Work required: Lines before the one containing "pub struct ForgotPasswordResponse" are left out; that line and every line after it, through the end of the records, are to be reproduced exactly.

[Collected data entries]
********************

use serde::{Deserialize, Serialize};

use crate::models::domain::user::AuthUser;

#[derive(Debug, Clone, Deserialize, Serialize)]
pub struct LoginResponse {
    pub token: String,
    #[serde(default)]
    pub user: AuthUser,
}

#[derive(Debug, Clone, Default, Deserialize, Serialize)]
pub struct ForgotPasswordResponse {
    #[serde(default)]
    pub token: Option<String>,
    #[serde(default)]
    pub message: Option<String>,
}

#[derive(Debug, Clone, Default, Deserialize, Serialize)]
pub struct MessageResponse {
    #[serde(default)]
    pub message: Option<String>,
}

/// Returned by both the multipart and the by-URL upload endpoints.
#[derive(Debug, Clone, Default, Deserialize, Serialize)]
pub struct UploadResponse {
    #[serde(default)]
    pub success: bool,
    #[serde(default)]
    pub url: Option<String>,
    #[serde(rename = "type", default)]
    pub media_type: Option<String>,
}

********************

Answer section:
pub struct ForgotPasswordResponse {
    #[serde(default)]
    pub token: Option<String>,
    #[serde(default)]
    pub message: Option<String>,
}

#[derive(Debug, Clone, Default, Deserialize, Serialize)]
pub struct MessageResponse {
    #[serde(default)]
    pub message: Option<String>,
}

/// Returned by both the multipart and the by-URL upload endpoints.
#[derive(Debug, Clone, Default, Deserialize, Serialize)]
pub struct UploadResponse {
    #[serde(default)]
    pub success: bool,
    #[serde(default)]
    pub url: Option<String>,
    #[serde(rename = "type", default)]
    pub media_type: Option<String>,
}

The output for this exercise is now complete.